Responses from Microsoft staff and independent advisers suggest checking
ImportBrowsingData settings as well as manually disabling auto import by manually adding a registry key to Group Policy settings, but responses are universal: Nothing seems to turn it off.
Reports that Edge is opening on startup populated with Chrome tabs that were open before reboot appear to have flared up following a Windows 11 update, KB5034204, released on January 23. This update seems to be heavily forcing the feature on users in one way or another.
Other folks have reported similar issues with Edge asserting itself dressed in Chrome's data since installing the update, though security researcher Zach Edwards noted on X/Twitter that Microsoft may have an excuse this time. Screens in the update installation steps mention Edge will "regularly bring in data from other browsers available on your Windows device."
It's all out in the open – somewhat – since Microsoft stuck a brief mention of it in splash screens with the installation of the infamous KB5034204 update.
Beyond the issues with Edge, KB5034204 appears to have a number of issues affecting lots of Windows 11 users, as evidenced by a Reddit thread posted a few days after its rollout. Users have reported failed installations and boot issues, while other sites have reported broken apps, file explorer and taskbar trouble and other issues. We've reached out to Microsoft again to inquire about broader problems with KB5034204, but haven't heard back about that, either.
Regardless of whether Microsoft asked permission for Edge to ingest data from other browsers in that update, the issue isn't new - it's well documented in forum posts and help requests. We've asked Microsoft for an explanation, and while we're told they're looking into it, we have yet to receive an actual response.
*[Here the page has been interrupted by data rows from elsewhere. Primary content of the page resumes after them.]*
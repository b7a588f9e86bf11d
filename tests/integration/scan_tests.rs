use dupfind::duplicates::{
    BaselineDetector, DupDetector, FinderConfig, ProgressiveDetector, ScanResult,
    SizeFilteredDetector, Strategy,
};
use dupfind::scanner::{Walker, WalkerConfig, PREFIX_SIZE};
use std::fs;
use std::path::{Path, PathBuf};
use tempfile::TempDir;

fn write(dir: &Path, name: &str, content: &[u8]) -> PathBuf {
    let path = dir.join(name);
    if let Some(parent) = path.parent() {
        fs::create_dir_all(parent).unwrap();
    }
    fs::write(&path, content).unwrap();
    path
}

/// A tree mixing every elimination case: unique sizes, shared sizes with
/// different prefixes, shared prefixes with different tails, exact copies
/// and empty files.
fn mixed_tree() -> TempDir {
    let dir = TempDir::new().unwrap();
    let root = dir.path();

    write(root, "unique_size.txt", b"no other file is this long!");
    write(root, "copies/one.txt", b"hello");
    write(root, "copies/two.txt", b"hello");
    write(root, "copies/nested/three.txt", b"hello");
    write(root, "same_size.txt", b"world");

    let big = vec![7u8; 3 * PREFIX_SIZE + 11];
    let mut big_tail = big.clone();
    *big_tail.last_mut().unwrap() = 8;
    let mut big_head = big.clone();
    big_head[0] = 9;
    write(root, "big/a.bin", &big);
    write(root, "big/b.bin", &big);
    write(root, "big/tail_differs.bin", &big_tail);
    write(root, "big/head_differs.bin", &big_head);

    write(root, "empty/1", b"");
    write(root, "empty/2", b"");

    dir
}

fn files_of(dir: &TempDir) -> Vec<PathBuf> {
    let (files, errors) = Walker::new(dir.path(), WalkerConfig::default()).collect();
    assert!(errors.is_empty());
    files
}

fn run_all(files: &[PathBuf], workers: usize) -> Vec<(Strategy, ScanResult)> {
    Strategy::ALL
        .iter()
        .map(|&s| (s, s.detector(FinderConfig::default()).find(files, workers)))
        .collect()
}

#[test]
fn test_all_strategies_find_same_groups() {
    let dir = mixed_tree();
    let files = files_of(&dir);
    let runs = run_all(&files, 4);

    let expected = runs[2].1.group_path_sets();
    assert_eq!(expected.len(), 3, "copies, big copies and empty files");
    for (strategy, result) in &runs {
        assert_eq!(&result.group_path_sets(), &expected, "{} disagrees", strategy);
        assert!(result.failed.is_empty());
        assert_eq!(result.total_files, files.len());
    }
}

#[test]
fn test_groups_are_sorted_and_disjoint() {
    let dir = mixed_tree();
    let files = files_of(&dir);

    for (_, result) in run_all(&files, 3) {
        let sizes: Vec<u64> = result.duplicates.iter().map(|g| g.size).collect();
        let mut sorted = sizes.clone();
        sorted.sort_by(|a, b| b.cmp(a));
        assert_eq!(sizes, sorted);

        let mut seen = std::collections::HashSet::new();
        for group in &result.duplicates {
            assert!(group.len() >= 2);
            for item in &group.items {
                assert_eq!(item.size, group.size);
                assert!(seen.insert(item.path.clone()), "path in two groups");
            }
        }
    }
}

#[test]
fn test_group_members_have_identical_bytes() {
    let dir = mixed_tree();
    let files = files_of(&dir);
    let result = ProgressiveDetector::default().find(&files, 2);

    for group in &result.duplicates {
        let first = fs::read(&group.items[0].path).unwrap();
        for item in &group.items[1..] {
            assert_eq!(fs::read(&item.path).unwrap(), first);
        }
    }
}

#[test]
fn test_counters_relationships() {
    let dir = mixed_tree();
    let files = files_of(&dir);
    let runs = run_all(&files, 4);

    for (strategy, result) in &runs {
        assert!(
            result.total_read_bytes <= result.total_bytes_in_compared_files,
            "{}",
            strategy
        );
        assert!(result.total_compared_files <= result.total_files);
    }

    let baseline = &runs[2].1;
    let size_filtered = &runs[1].1;
    let progressive = &runs[0].1;

    assert_eq!(baseline.total_compared_files, files.len());
    assert_eq!(baseline.total_read_bytes, baseline.total_bytes_in_compared_files);
    assert_eq!(
        size_filtered.total_read_bytes,
        size_filtered.total_bytes_in_compared_files
    );
    // unique_size.txt never reaches a content stage.
    assert_eq!(size_filtered.total_compared_files, files.len() - 1);
    assert_eq!(progressive.total_compared_files, files.len() - 1);

    assert!(progressive.total_read_bytes < size_filtered.total_read_bytes);
    assert!(size_filtered.total_read_bytes < baseline.total_read_bytes);
}

#[test]
fn test_progressive_reads_each_survivor_once() {
    let dir = mixed_tree();
    let files = files_of(&dir);
    let result = ProgressiveDetector::default().find(&files, 4);

    // Every same-size file reads its prefix; only head_differs.bin stops there.
    let big = (3 * PREFIX_SIZE + 11) as u64;
    let expected = 4 * 5 + 3 * big + PREFIX_SIZE as u64;
    assert_eq!(result.total_read_bytes, expected);
}

#[test]
fn test_result_independent_of_worker_count() {
    let dir = mixed_tree();
    let files = files_of(&dir);

    for strategy in Strategy::ALL {
        let detector = strategy.detector(FinderConfig::default());
        let one = detector.find(&files, 1);
        for workers in [2, 7, 32] {
            let other = detector.find(&files, workers);
            assert_eq!(one.group_path_sets(), other.group_path_sets());
            assert_eq!(one.total_read_bytes, other.total_read_bytes);
            assert_eq!(one.total_compared_files, other.total_compared_files);
        }
    }
}

#[test]
fn test_repeated_runs_are_identical() {
    let dir = mixed_tree();
    let files = files_of(&dir);
    let detector = SizeFilteredDetector::default();

    let first = detector.find(&files, 4);
    let second = detector.find(&files, 4);
    let first_paths: Vec<_> = first.duplicates.iter().map(|g| g.paths()).collect();
    let second_paths: Vec<_> = second.duplicates.iter().map(|g| g.paths()).collect();
    assert_eq!(first_paths, second_paths);
}

#[test]
fn test_hello_world_counters() {
    let dir = TempDir::new().unwrap();
    let a = write(dir.path(), "A", b"hello");
    let b = write(dir.path(), "B", b"hello");
    let c = write(dir.path(), "C", b"world");
    let d = dir.path().join("D");
    let files = vec![a.clone(), b.clone(), c, d.clone()];

    let detectors: Vec<Box<dyn DupDetector>> = vec![
        Box::new(BaselineDetector::default()),
        Box::new(SizeFilteredDetector::default()),
        Box::new(ProgressiveDetector::default()),
    ];
    for detector in detectors {
        let result = detector.find(&files, 2);
        assert_eq!(result.group_path_sets(), vec![vec![a.clone(), b.clone()]]);
        assert_eq!(result.failed_paths(), vec![d.as_path()]);
        assert_eq!(result.total_files, 4);
        assert_eq!(result.total_compared_files, 3);
        assert_eq!(result.total_bytes_in_compared_files, 15);
        assert_eq!(result.total_read_bytes, 15);
    }
}

#[test]
fn test_find_never_modifies_files() {
    let dir = mixed_tree();
    let files = files_of(&dir);
    let before: Vec<(PathBuf, Vec<u8>)> = files
        .iter()
        .map(|p| (p.clone(), fs::read(p).unwrap()))
        .collect();

    run_all(&files, 4);

    for (path, content) in before {
        assert_eq!(fs::read(&path).unwrap(), content);
    }
}
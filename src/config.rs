//! Application configuration management.
//!
//! Settings are layered with figment, later layers winning:
//!
//! 1. Built-in defaults ([`Config::default`])
//! 2. A TOML file (platform config dir, or an explicit `--config` path)
//! 3. `DUPFIND_*` environment variables (e.g. `DUPFIND_WORKERS=4`)
//!
//! Command-line flags are applied on top by the driver.

use std::fs;
use std::path::{Path, PathBuf};

use directories::ProjectDirs;
use figment::providers::{Env, Format, Serialized, Toml};
use figment::Figment;
use serde::{Deserialize, Serialize};

use crate::duplicates::{Strategy, DEFAULT_WORKERS};
use crate::scanner::PREFIX_SIZE;

/// Environment variable prefix for configuration overrides.
pub const ENV_PREFIX: &str = "DUPFIND_";

/// Errors that can occur while loading or saving configuration.
#[derive(thiserror::Error, Debug)]
pub enum ConfigError {
    /// The merged configuration could not be extracted.
    #[error("Invalid configuration: {0}")]
    Invalid(#[from] Box<figment::Error>),

    /// The platform configuration directory is unknown.
    #[error("Failed to determine project directories")]
    NoConfigDir,

    /// Reading or writing the config file failed.
    #[error("I/O error for {path}: {source}")]
    Io {
        /// Config file path
        path: PathBuf,
        /// The underlying I/O error
        #[source]
        source: std::io::Error,
    },

    /// Serializing the configuration failed.
    #[error("Failed to serialize configuration: {0}")]
    Serialize(#[from] toml::ser::Error),
}

/// Application configuration.
#[derive(Debug, Clone, PartialEq, Eq, Serialize, Deserialize)]
#[serde(default)]
pub struct Config {
    /// Number of concurrent workers per stage.
    pub workers: usize,
    /// Bytes covered by a partial signature.
    pub prefix_size: usize,
    /// Strategy used in find mode.
    pub strategy: Strategy,
    /// Repetitions per strategy in test mode.
    pub bench_iterations: u32,
    /// Follow symbolic links while enumerating files.
    pub follow_symlinks: bool,
}

impl Default for Config {
    fn default() -> Self {
        Self {
            workers: DEFAULT_WORKERS,
            prefix_size: PREFIX_SIZE,
            strategy: Strategy::Progressive,
            bench_iterations: 2,
            follow_symlinks: false,
        }
    }
}

impl Config {
    /// Load the configuration from the default platform-specific path.
    ///
    /// Falls back to defaults (plus environment) on any error.
    pub fn load() -> Self {
        match Self::config_path() {
            Ok(path) => Self::load_from_path(path),
            Err(e) => {
                log::debug!("No config directory ({}), using defaults", e);
                Self::figment(None).extract().unwrap_or_default()
            }
        }
    }

    /// Load the configuration from `path`, falling back to defaults on error.
    pub fn load_from_path(path: impl AsRef<Path>) -> Self {
        match Self::try_load_from_path(path.as_ref()) {
            Ok(config) => config,
            Err(e) => {
                log::warn!("Failed to load config, using defaults: {}", e);
                Self::default()
            }
        }
    }

    /// Load the configuration from `path`, reporting errors.
    ///
    /// A missing file is not an error; defaults and environment apply.
    ///
    /// # Errors
    ///
    /// Returns [`ConfigError::Invalid`] if the file or environment holds
    /// values of the wrong type.
    pub fn try_load_from_path(path: &Path) -> Result<Self, ConfigError> {
        let config: Self = Self::figment(Some(path))
            .extract()
            .map_err(|e| ConfigError::Invalid(Box::new(e)))?;
        log::debug!("Loaded configuration: {:?}", config);
        Ok(config)
    }

    fn figment(path: Option<&Path>) -> Figment {
        let mut figment = Figment::from(Serialized::defaults(Self::default()));
        if let Some(path) = path {
            figment = figment.merge(Toml::file(path));
        }
        figment.merge(Env::prefixed(ENV_PREFIX))
    }

    /// Save the configuration as TOML to `path`.
    ///
    /// # Errors
    ///
    /// Returns [`ConfigError`] if serialization or the write fails.
    pub fn save_to_path(&self, path: &Path) -> Result<(), ConfigError> {
        if let Some(parent) = path.parent() {
            fs::create_dir_all(parent).map_err(|source| ConfigError::Io {
                path: parent.to_path_buf(),
                source,
            })?;
        }

        let content = toml::to_string_pretty(self)?;
        fs::write(path, content).map_err(|source| ConfigError::Io {
            path: path.to_path_buf(),
            source,
        })
    }

    /// Get the default platform-specific configuration path.
    ///
    /// # Errors
    ///
    /// Returns [`ConfigError::NoConfigDir`] when no home directory is known.
    pub fn config_path() -> Result<PathBuf, ConfigError> {
        let project_dirs =
            ProjectDirs::from("com", "dupfind", "dupfind").ok_or(ConfigError::NoConfigDir)?;
        Ok(project_dirs.config_dir().join("config.toml"))
    }
}
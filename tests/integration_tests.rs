mod integration {
    mod error_continuation_tests;
    mod path_edge_cases;
    mod scan_tests;
}
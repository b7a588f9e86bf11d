//! Candidate buckets and confirmed duplicate groups.
//!
//! # Overview
//!
//! Every stage of detection sorts files into buckets keyed by what is known
//! about them so far: size, then (size, partial signature), then
//! (size, full signature). [`CandidateBuckets`] is the concurrent map the
//! workers of a stage insert into. When the stage ends,
//! [`CandidateBuckets::finalize`] drops the buckets holding a single file,
//! since such a file cannot have a content twin, and hands the rest on.
//!
//! The buckets that survive the last stage become [`DuplicateGroup`]s.
//!
//! # Example
//!
//! ```
//! use dupfind::duplicates::CandidateBuckets;
//!
//! let buckets: CandidateBuckets<u64, &str> = CandidateBuckets::new();
//! buckets.insert(100, "/a.txt");
//! buckets.insert(100, "/b.txt");
//! buckets.insert(200, "/c.txt");
//!
//! let finalized = buckets.finalize();
//! assert_eq!(finalized.buckets.len(), 1);
//! assert_eq!(finalized.pruned, 1);
//! ```

use std::hash::Hash as StdHash;
use std::path::PathBuf;

use dashmap::DashMap;
use serde::Serialize;

use crate::scanner::{hash_to_hex, FileItem, Hash};

/// Concurrent mapping from a stage key to the values sharing it.
///
/// Any number of workers may call [`insert`](Self::insert) at once,
/// including for the same key. Insertion order within a bucket is not
/// meaningful.
#[derive(Debug)]
pub struct CandidateBuckets<K, V = FileItem>
where
    K: Eq + StdHash,
{
    map: DashMap<K, Vec<V>>,
}

impl<K, V> Default for CandidateBuckets<K, V>
where
    K: Eq + StdHash,
{
    fn default() -> Self {
        Self::new()
    }
}

impl<K, V> CandidateBuckets<K, V>
where
    K: Eq + StdHash,
{
    /// Create an empty bucket map.
    #[must_use]
    pub fn new() -> Self {
        Self {
            map: DashMap::new(),
        }
    }

    /// Append `value` to the bucket for `key`.
    pub fn insert(&self, key: K, value: V) {
        self.map.entry(key).or_default().push(value);
    }

    #[cfg(test)]
    fn key_count(&self) -> usize {
        self.map.len()
    }

    #[cfg(test)]
    fn value_count(&self) -> usize {
        self.map.iter().map(|entry| entry.value().len()).sum()
    }

    /// Close the stage: keep only buckets with two or more values.
    #[must_use]
    pub fn finalize(self) -> Finalized<K, V> {
        self.finalize_with(|_| {})
    }

    /// Like [`finalize`](Self::finalize), calling `on_pruned` for every
    /// value dropped with its singleton bucket.
    pub fn finalize_with(self, mut on_pruned: impl FnMut(&V)) -> Finalized<K, V> {
        let mut pruned = 0;
        let buckets = self
            .map
            .into_iter()
            .filter(|(_, values)| {
                if values.len() < 2 {
                    values.iter().for_each(&mut on_pruned);
                    pruned += values.len();
                    false
                } else {
                    true
                }
            })
            .collect();

        Finalized { buckets, pruned }
    }
}

/// Buckets surviving a stage.
#[derive(Debug)]
pub struct Finalized<K, V = FileItem> {
    /// Buckets holding at least two values
    pub buckets: Vec<(K, Vec<V>)>,
    /// Number of values dropped because their bucket was a singleton
    pub pruned: usize,
}

impl<K, V> Finalized<K, V> {
    /// Number of values still in play.
    #[must_use]
    pub fn survivors(&self) -> usize {
        self.buckets.iter().map(|(_, values)| values.len()).sum()
    }

    /// Whether no bucket survived.
    #[must_use]
    pub fn is_empty(&self) -> bool {
        self.buckets.is_empty()
    }

    /// Flatten surviving buckets, discarding keys.
    pub fn into_values(self) -> impl Iterator<Item = V> {
        self.buckets.into_iter().flat_map(|(_, values)| values)
    }
}

/// A set of two or more files with byte-identical content.
#[derive(Debug, Clone, Serialize)]
pub struct DuplicateGroup {
    /// BLAKE3 of the full content shared by every item
    pub signature: Hash,
    /// File size in bytes, shared by every item
    pub size: u64,
    /// The identical files, sorted by path
    pub items: Vec<FileItem>,
}

impl DuplicateGroup {
    /// Create a group; items are sorted by path.
    #[must_use]
    pub fn new(signature: Hash, size: u64, mut items: Vec<FileItem>) -> Self {
        items.sort_by(|a, b| a.path.cmp(&b.path));
        Self {
            signature,
            size,
            items,
        }
    }

    /// Number of files in this group.
    #[must_use]
    pub fn len(&self) -> usize {
        self.items.len()
    }

    /// Check if this group is empty.
    #[must_use]
    pub fn is_empty(&self) -> bool {
        self.items.is_empty()
    }

    /// Signature as hexadecimal string.
    #[must_use]
    pub fn signature_hex(&self) -> String {
        hash_to_hex(&self.signature)
    }

    /// Paths of the files in this group.
    #[must_use]
    pub fn paths(&self) -> Vec<PathBuf> {
        self.items.iter().map(|f| f.path.clone()).collect()
    }

    /// The most recently modified item, the copy a caller would keep.
    ///
    /// Ties are broken by path so the choice is stable.
    #[must_use]
    pub fn latest(&self) -> Option<&FileItem> {
        self.items
            .iter()
            .max_by(|a, b| a.modified.cmp(&b.modified).then_with(|| b.path.cmp(&a.path)))
    }

    /// Every item except [`latest`](Self::latest), newest first.
    #[must_use]
    pub fn redundant(&self) -> Vec<&FileItem> {
        let latest = self.latest().map(|f| f.path.as_path());
        let mut rest: Vec<&FileItem> = self.items.iter().collect();
        rest.sort_by(|a, b| b.modified.cmp(&a.modified).then_with(|| a.path.cmp(&b.path)));
        if let Some(pos) = rest.iter().position(|f| Some(f.path.as_path()) == latest) {
            rest.remove(pos);
        }
        rest
    }

    /// Number of duplicate copies (total - 1 kept).
    #[must_use]
    pub fn duplicate_count(&self) -> usize {
        self.items.len().saturating_sub(1)
    }

    /// Bytes freed by keeping a single copy.
    #[must_use]
    pub fn wasted_space(&self) -> u64 {
        self.size * self.duplicate_count() as u64
    }
}

/// Turn the buckets of a final stage into sorted duplicate groups.
///
/// Groups are ordered by size (largest first), then by first path.
#[must_use]
pub fn into_duplicate_groups(finalized: Finalized<(u64, Hash), FileItem>) -> Vec<DuplicateGroup> {
    let mut groups: Vec<DuplicateGroup> = finalized
        .buckets
        .into_iter()
        .map(|((size, signature), items)| {
            log::debug!(
                "Duplicate group {}: {} files, {} bytes each",
                hash_to_hex(&signature),
                items.len(),
                size
            );
            DuplicateGroup::new(signature, size, items)
        })
        .collect();

    groups.sort_by(|a, b| {
        b.size
            .cmp(&a.size)
            .then_with(|| a.items[0].path.cmp(&b.items[0].path))
    });
    groups
}
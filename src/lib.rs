#[macro_use]
extern crate log;
#[macro_use]
extern crate async_trait;

mod error;
pub mod entry;
/// High-level browsing facade
pub mod explorer;
pub mod listing;
pub mod mutate;
pub mod path;
pub mod progress;
pub mod transfer;
/// Transport collaborator seam
pub mod transport;
/// Directory skeleton mirror
pub mod tree;

pub use entry::{EntryKind, RemoteEntry};
pub use error::{Error, Result};
pub use explorer::RemoteExplorer;
pub use listing::{Listing, ListingResolver};
pub use mutate::MutationCoordinator;
pub use progress::{TransferDirection, TransferEvent};
pub use transfer::TransferCoordinator;
pub use transport::{ProgressFn, Transport};
pub use tree::{DirNode, TreeBuilder};
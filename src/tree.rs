//! Directory skeleton mirror.
//!
//! The tree holds only directories, never files; it is the navigable
//! skeleton of the remote filesystem. Nodes are discovered lazily on
//! first expansion, which keeps startup cheap over slow links. An eager
//! full walk is still available through [`TreeBuilder::build`].

use std::{future::Future, pin::Pin, sync::Arc};

use crate::{
    error::{Error, Result},
    path,
    transport::Transport,
};

type BoxedFut<'a, T> = Pin<Box<dyn Future<Output = T> + Send + 'a>>;

/// One node of the directory skeleton.
///
/// Invariants: `path` is absolute, `/`-separated, with no trailing slash
/// except the root `"/"`; no two nodes in a tree share a path; every
/// child path extends its parent path by exactly one component.
#[derive(Debug, Clone, PartialEq, Eq)]
pub struct DirNode {
    path: String,
    children: Vec<DirNode>,
    expanded: bool,
}

impl DirNode {
    fn new(path: String) -> Self {
        Self {
            path,
            children: Vec::new(),
            expanded: false,
        }
    }

    #[must_use]
    pub fn path(&self) -> &str {
        &self.path
    }

    /// Last path component, `"/"` for the root.
    #[must_use]
    pub fn name(&self) -> &str {
        path::file_name(&self.path).unwrap_or("/")
    }

    /// Directory children discovered so far. Empty until expanded.
    #[must_use]
    pub fn children(&self) -> &[DirNode] {
        &self.children
    }

    /// Whether this node's children have been discovered.
    #[must_use]
    pub fn is_expanded(&self) -> bool {
        self.expanded
    }

    /// Whether `target` is this node's path or lies underneath it.
    fn covers(&self, target: &str) -> bool {
        target
            .strip_prefix(self.path.as_str())
            .is_some_and(|rest| rest.is_empty() || rest.starts_with('/'))
    }

    /// Looks a node up by absolute path.
    #[must_use]
    pub fn find(&self, target: &str) -> Option<&DirNode> {
        if self.path == target {
            return Some(self);
        }

        self.children
            .iter()
            .find(|c| c.covers(target))
            .and_then(|c| c.find(target))
    }

    pub fn find_mut(&mut self, target: &str) -> Option<&mut DirNode> {
        if self.path == target {
            return Some(self);
        }

        self.children
            .iter_mut()
            .find(|c| c.covers(target))
            .and_then(|c| c.find_mut(target))
    }
}

/// Builds and refreshes the directory skeleton from discrete listing
/// calls. The builder is the only component that mutates nodes besides
/// the mutation coordinator's refresh step.
pub struct TreeBuilder {
    transport: Arc<dyn Transport>,
}

impl TreeBuilder {
    pub fn new(transport: Arc<dyn Transport>) -> Self {
        Self { transport }
    }

    /// Creates an unexpanded root node without touching the link.
    pub fn root(&self, root_path: &str) -> Result<DirNode> {
        if !path::is_absolute(root_path) {
            return Err(Error::InvalidArgument(format!(
                "root path must be absolute: {root_path:?}"
            )));
        }

        Ok(DirNode::new(path::normalize(root_path)))
    }

    /// Discovers a node's directory children with a single listing call.
    ///
    /// Already-expanded nodes are returned as-is; use [`Self::refresh`]
    /// to force a re-list. Errors propagate and leave the node
    /// unexpanded, so a later attempt starts from a clean slate.
    pub async fn expand<'a>(&self, node: &'a mut DirNode) -> Result<&'a [DirNode]> {
        if !node.expanded {
            let entries = self.transport.list_directory(&node.path).await?;

            node.children = entries
                .into_iter()
                .filter(|e| e.is_directory())
                .map(|e| DirNode::new(e.path))
                .collect();
            node.expanded = true;

            debug!("expanded {} ({} subdirectories)", node.path, node.children.len());
        }

        Ok(&node.children)
    }

    /// Eagerly materializes the whole skeleton under `root_path`.
    ///
    /// A subdirectory whose listing reports [`Error::NotFound`] vanished
    /// between discovery and descent and is dropped; any other listing
    /// failure degrades that subdirectory to a leaf. Partial results
    /// never abort the build.
    pub async fn build(&self, root_path: &str) -> Result<DirNode> {
        let mut root = self.root(root_path)?;
        self.grow(&mut root).await?;
        Ok(root)
    }

    /// Drops cached children and re-lists one level.
    pub async fn refresh(&self, node: &mut DirNode) -> Result<()> {
        node.children.clear();
        node.expanded = false;
        self.expand(node).await.map(|_| ())
    }

    fn grow<'a>(&'a self, node: &'a mut DirNode) -> BoxedFut<'a, Result<()>> {
        Box::pin(async move {
            let entries = match self.transport.list_directory(&node.path).await {
                Ok(entries) => entries,
                Err(Error::NotFound(p)) => return Err(Error::NotFound(p)),
                Err(err) => {
                    warn!("listing {} failed, treating as empty: {}", node.path, err);
                    node.children.clear();
                    node.expanded = true;
                    return Ok(());
                }
            };

            let mut kept = Vec::new();
            for entry in entries.into_iter().filter(|e| e.is_directory()) {
                let mut child = DirNode::new(entry.path);
                match self.grow(&mut child).await {
                    Ok(()) => kept.push(child),
                    Err(Error::NotFound(p)) => debug!("dropping vanished directory {}", p),
                    Err(err) => return Err(err),
                }
            }

            node.children = kept;
            node.expanded = true;
            Ok(())
        })
    }
}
In the meantime, best to hold off installing the latest round of Windows 11 updates until Microsoft patches the patch. Or explains itself. Ah, who are we kidding. We've asked for comment. ®
Updated to add
Microsoft has so far declined to comment. A person familiar with the kerfuffle who has visibility into the Windows giant, though who did not want to be identified, told us it appears that "if a user chose continuous import in the Edge first run experience on some other device, this state may be syncing incorrectly across their devices. This is not the intended feature experience." We're assured that Microsoft is addressing it for the next Edge Stable release.